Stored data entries
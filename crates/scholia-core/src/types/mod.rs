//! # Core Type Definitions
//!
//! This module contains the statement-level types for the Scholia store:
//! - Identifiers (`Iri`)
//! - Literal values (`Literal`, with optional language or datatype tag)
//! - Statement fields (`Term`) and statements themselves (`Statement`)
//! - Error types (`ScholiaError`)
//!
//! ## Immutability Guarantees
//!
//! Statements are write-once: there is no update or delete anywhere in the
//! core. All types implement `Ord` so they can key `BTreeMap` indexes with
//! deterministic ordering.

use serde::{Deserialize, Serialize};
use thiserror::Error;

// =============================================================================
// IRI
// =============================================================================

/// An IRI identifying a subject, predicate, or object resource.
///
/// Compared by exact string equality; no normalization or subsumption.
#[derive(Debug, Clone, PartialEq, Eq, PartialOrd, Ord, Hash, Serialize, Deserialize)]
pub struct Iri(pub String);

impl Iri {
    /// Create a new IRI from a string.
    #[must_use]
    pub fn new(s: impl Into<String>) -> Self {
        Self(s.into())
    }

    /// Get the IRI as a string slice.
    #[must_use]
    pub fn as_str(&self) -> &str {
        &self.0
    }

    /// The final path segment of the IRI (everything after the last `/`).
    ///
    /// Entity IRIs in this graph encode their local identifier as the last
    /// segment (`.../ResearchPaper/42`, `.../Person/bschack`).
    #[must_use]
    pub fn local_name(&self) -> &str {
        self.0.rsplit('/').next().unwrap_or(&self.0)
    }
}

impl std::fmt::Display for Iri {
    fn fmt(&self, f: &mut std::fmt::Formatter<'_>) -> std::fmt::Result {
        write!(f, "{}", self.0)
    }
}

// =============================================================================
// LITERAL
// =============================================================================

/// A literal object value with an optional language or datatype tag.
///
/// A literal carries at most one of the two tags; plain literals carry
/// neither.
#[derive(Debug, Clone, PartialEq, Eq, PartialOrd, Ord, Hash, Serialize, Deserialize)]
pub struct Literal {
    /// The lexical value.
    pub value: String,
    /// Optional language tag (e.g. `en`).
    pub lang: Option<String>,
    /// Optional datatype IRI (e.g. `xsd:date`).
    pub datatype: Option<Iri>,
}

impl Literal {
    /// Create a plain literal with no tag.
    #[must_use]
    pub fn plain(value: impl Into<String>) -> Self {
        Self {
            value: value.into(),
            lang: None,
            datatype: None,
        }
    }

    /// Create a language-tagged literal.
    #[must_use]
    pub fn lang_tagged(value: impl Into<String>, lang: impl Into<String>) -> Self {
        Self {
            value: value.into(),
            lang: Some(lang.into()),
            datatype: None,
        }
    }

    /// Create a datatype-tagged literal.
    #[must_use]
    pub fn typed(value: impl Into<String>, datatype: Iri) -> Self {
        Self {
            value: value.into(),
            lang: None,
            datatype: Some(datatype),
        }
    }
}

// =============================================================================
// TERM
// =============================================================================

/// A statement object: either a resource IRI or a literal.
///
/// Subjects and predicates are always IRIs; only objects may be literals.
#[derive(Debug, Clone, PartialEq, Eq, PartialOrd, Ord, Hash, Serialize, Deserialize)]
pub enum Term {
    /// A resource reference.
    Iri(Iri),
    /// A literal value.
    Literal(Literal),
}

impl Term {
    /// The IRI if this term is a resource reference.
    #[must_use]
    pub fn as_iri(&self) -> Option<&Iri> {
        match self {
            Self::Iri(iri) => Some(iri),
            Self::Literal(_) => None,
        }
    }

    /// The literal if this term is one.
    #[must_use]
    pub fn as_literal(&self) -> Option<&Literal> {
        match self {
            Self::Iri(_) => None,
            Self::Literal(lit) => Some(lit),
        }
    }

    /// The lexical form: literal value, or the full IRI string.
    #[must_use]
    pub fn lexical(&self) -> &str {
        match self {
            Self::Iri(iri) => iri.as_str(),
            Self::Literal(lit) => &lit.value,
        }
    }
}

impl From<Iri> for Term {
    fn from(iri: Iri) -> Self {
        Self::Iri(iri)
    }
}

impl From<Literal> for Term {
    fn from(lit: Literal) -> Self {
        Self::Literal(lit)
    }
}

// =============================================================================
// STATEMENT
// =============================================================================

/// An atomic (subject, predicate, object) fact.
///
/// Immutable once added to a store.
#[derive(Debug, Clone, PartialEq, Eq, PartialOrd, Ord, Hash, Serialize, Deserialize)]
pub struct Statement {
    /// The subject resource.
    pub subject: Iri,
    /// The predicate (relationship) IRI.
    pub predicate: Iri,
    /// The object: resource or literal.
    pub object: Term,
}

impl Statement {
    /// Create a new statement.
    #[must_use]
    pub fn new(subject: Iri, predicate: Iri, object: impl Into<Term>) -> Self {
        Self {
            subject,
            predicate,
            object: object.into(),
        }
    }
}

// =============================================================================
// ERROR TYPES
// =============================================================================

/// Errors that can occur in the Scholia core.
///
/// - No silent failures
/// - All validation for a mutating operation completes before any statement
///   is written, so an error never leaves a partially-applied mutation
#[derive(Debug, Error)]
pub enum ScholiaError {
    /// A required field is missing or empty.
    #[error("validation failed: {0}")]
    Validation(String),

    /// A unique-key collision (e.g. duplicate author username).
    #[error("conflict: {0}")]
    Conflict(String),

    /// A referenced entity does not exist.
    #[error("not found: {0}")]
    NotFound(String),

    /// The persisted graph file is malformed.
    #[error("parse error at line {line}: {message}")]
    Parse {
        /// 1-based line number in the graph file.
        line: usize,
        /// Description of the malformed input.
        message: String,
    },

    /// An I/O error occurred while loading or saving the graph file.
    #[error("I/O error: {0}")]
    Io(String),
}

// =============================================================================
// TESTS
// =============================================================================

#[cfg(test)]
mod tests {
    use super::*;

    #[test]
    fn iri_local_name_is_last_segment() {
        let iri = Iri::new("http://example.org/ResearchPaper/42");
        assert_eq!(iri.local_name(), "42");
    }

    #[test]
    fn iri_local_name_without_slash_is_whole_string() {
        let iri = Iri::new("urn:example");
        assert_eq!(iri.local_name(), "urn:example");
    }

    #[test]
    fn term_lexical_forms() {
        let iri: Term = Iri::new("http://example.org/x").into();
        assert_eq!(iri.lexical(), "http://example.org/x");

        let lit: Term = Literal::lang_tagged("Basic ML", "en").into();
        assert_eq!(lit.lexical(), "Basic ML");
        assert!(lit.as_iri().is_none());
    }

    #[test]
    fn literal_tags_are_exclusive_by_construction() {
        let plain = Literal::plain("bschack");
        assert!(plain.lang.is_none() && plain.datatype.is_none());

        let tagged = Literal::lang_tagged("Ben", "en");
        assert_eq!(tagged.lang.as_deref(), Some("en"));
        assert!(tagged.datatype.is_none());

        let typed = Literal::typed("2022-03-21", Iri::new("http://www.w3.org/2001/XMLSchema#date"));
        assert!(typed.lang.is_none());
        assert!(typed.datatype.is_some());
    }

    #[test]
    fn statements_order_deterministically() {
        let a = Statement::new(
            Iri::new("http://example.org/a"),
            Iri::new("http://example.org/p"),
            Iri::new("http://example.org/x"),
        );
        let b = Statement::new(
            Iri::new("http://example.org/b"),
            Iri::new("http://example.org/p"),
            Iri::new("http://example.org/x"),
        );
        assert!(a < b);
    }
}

Directions for this task
Keep the wording exact. Give all of the records again.

Expected answer
filename crates/scholia-core/src/types/mod.rs
//! # Core Type Definitions
//!
//! This module contains the statement-level types for the Scholia store:
//! - Identifiers (`Iri`)
//! - Literal values (`Literal`, with optional language or datatype tag)
//! - Statement fields (`Term`) and statements themselves (`Statement`)
//! - Error types (`ScholiaError`)
//!
//! ## Immutability Guarantees
//!
//! Statements are write-once: there is no update or delete anywhere in the
//! core. All types implement `Ord` so they can key `BTreeMap` indexes with
//! deterministic ordering.

use serde::{Deserialize, Serialize};
use thiserror::Error;

// =============================================================================
// IRI
// =============================================================================

/// An IRI identifying a subject, predicate, or object resource.
///
/// Compared by exact string equality; no normalization or subsumption.
#[derive(Debug, Clone, PartialEq, Eq, PartialOrd, Ord, Hash, Serialize, Deserialize)]
pub struct Iri(pub String);

impl Iri {
    /// Create a new IRI from a string.
    #[must_use]
    pub fn new(s: impl Into<String>) -> Self {
        Self(s.into())
    }

    /// Get the IRI as a string slice.
    #[must_use]
    pub fn as_str(&self) -> &str {
        &self.0
    }

    /// The final path segment of the IRI (everything after the last `/`).
    ///
    /// Entity IRIs in this graph encode their local identifier as the last
    /// segment (`.../ResearchPaper/42`, `.../Person/bschack`).
    #[must_use]
    pub fn local_name(&self) -> &str {
        self.0.rsplit('/').next().unwrap_or(&self.0)
    }
}

impl std::fmt::Display for Iri {
    fn fmt(&self, f: &mut std::fmt::Formatter<'_>) -> std::fmt::Result {
        write!(f, "{}", self.0)
    }
}

// =============================================================================
// LITERAL
// =============================================================================

/// A literal object value with an optional language or datatype tag.
///
/// A literal carries at most one of the two tags; plain literals carry
/// neither.
#[derive(Debug, Clone, PartialEq, Eq, PartialOrd, Ord, Hash, Serialize, Deserialize)]
pub struct Literal {
    /// The lexical value.
    pub value: String,
    /// Optional language tag (e.g. `en`).
    pub lang: Option<String>,
    /// Optional datatype IRI (e.g. `xsd:date`).
    pub datatype: Option<Iri>,
}

impl Literal {
    /// Create a plain literal with no tag.
    #[must_use]
    pub fn plain(value: impl Into<String>) -> Self {
        Self {
            value: value.into(),
            lang: None,
            datatype: None,
        }
    }

    /// Create a language-tagged literal.
    #[must_use]
    pub fn lang_tagged(value: impl Into<String>, lang: impl Into<String>) -> Self {
        Self {
            value: value.into(),
            lang: Some(lang.into()),
            datatype: None,
        }
    }

    /// Create a datatype-tagged literal.
    #[must_use]
    pub fn typed(value: impl Into<String>, datatype: Iri) -> Self {
        Self {
            value: value.into(),
            lang: None,
            datatype: Some(datatype),
        }
    }
}

// =============================================================================
// TERM
// =============================================================================

/// A statement object: either a resource IRI or a literal.
///
/// Subjects and predicates are always IRIs; only objects may be literals.
#[derive(Debug, Clone, PartialEq, Eq, PartialOrd, Ord, Hash, Serialize, Deserialize)]
pub enum Term {
    /// A resource reference.
    Iri(Iri),
    /// A literal value.
    Literal(Literal),
}

impl Term {
    /// The IRI if this term is a resource reference.
    #[must_use]
    pub fn as_iri(&self) -> Option<&Iri> {
        match self {
            Self::Iri(iri) => Some(iri),
            Self::Literal(_) => None,
        }
    }

    /// The literal if this term is one.
    #[must_use]
    pub fn as_literal(&self) -> Option<&Literal> {
        match self {
            Self::Iri(_) => None,
            Self::Literal(lit) => Some(lit),
        }
    }

    /// The lexical form: literal value, or the full IRI string.
    #[must_use]
    pub fn lexical(&self) -> &str {
        match self {
            Self::Iri(iri) => iri.as_str(),
            Self::Literal(lit) => &lit.value,
        }
    }
}

impl From<Iri> for Term {
    fn from(iri: Iri) -> Self {
        Self::Iri(iri)
    }
}

impl From<Literal> for Term {
    fn from(lit: Literal) -> Self {
        Self::Literal(lit)
    }
}

// =============================================================================
// STATEMENT
// =============================================================================

/// An atomic (subject, predicate, object) fact.
///
/// Immutable once added to a store.
#[derive(Debug, Clone, PartialEq, Eq, PartialOrd, Ord, Hash, Serialize, Deserialize)]
pub struct Statement {
    /// The subject resource.
    pub subject: Iri,
    /// The predicate (relationship) IRI.
    pub predicate: Iri,
    /// The object: resource or literal.
    pub object: Term,
}

impl Statement {
    /// Create a new statement.
    #[must_use]
    pub fn new(subject: Iri, predicate: Iri, object: impl Into<Term>) -> Self {
        Self {
            subject,
            predicate,
            object: object.into(),
        }
    }
}

// =============================================================================
// ERROR TYPES
// =============================================================================

/// Errors that can occur in the Scholia core.
///
/// - No silent failures
/// - All validation for a mutating operation completes before any statement
///   is written, so an error never leaves a partially-applied mutation
#[derive(Debug, Error)]
pub enum ScholiaError {
    /// A required field is missing or empty.
    #[error("validation failed: {0}")]
    Validation(String),

    /// A unique-key collision (e.g. duplicate author username).
    #[error("conflict: {0}")]
    Conflict(String),

    /// A referenced entity does not exist.
    #[error("not found: {0}")]
    NotFound(String),

    /// The persisted graph file is malformed.
    #[error("parse error at line {line}: {message}")]
    Parse {
        /// 1-based line number in the graph file.
        line: usize,
        /// Description of the malformed input.
        message: String,
    },

    /// An I/O error occurred while loading or saving the graph file.
    #[error("I/O error: {0}")]
    Io(String),
}

// =============================================================================
// TESTS
// =============================================================================

#[cfg(test)]
mod tests {
    use super::*;

    #[test]
    fn iri_local_name_is_last_segment() {
        let iri = Iri::new("http://example.org/ResearchPaper/42");
        assert_eq!(iri.local_name(), "42");
    }

    #[test]
    fn iri_local_name_without_slash_is_whole_string() {
        let iri = Iri::new("urn:example");
        assert_eq!(iri.local_name(), "urn:example");
    }

    #[test]
    fn term_lexical_forms() {
        let iri: Term = Iri::new("http://example.org/x").into();
        assert_eq!(iri.lexical(), "http://example.org/x");

        let lit: Term = Literal::lang_tagged("Basic ML", "en").into();
        assert_eq!(lit.lexical(), "Basic ML");
        assert!(lit.as_iri().is_none());
    }

    #[test]
    fn literal_tags_are_exclusive_by_construction() {
        let plain = Literal::plain("bschack");
        assert!(plain.lang.is_none() && plain.datatype.is_none());

        let tagged = Literal::lang_tagged("Ben", "en");
        assert_eq!(tagged.lang.as_deref(), Some("en"));
        assert!(tagged.datatype.is_none());

        let typed = Literal::typed("2022-03-21", Iri::new("http://www.w3.org/2001/XMLSchema#date"));
        assert!(typed.lang.is_none());
        assert!(typed.datatype.is_some());
    }

    #[test]
    fn statements_order_deterministically() {
        let a = Statement::new(
            Iri::new("http://example.org/a"),
            Iri::new("http://example.org/p"),
            Iri::new("http://example.org/x"),
        );
        let b = Statement::new(
            Iri::new("http://example.org/b"),
            Iri::new("http://example.org/p"),
            Iri::new("http://example.org/x"),
        );
        assert!(a < b);
    }
}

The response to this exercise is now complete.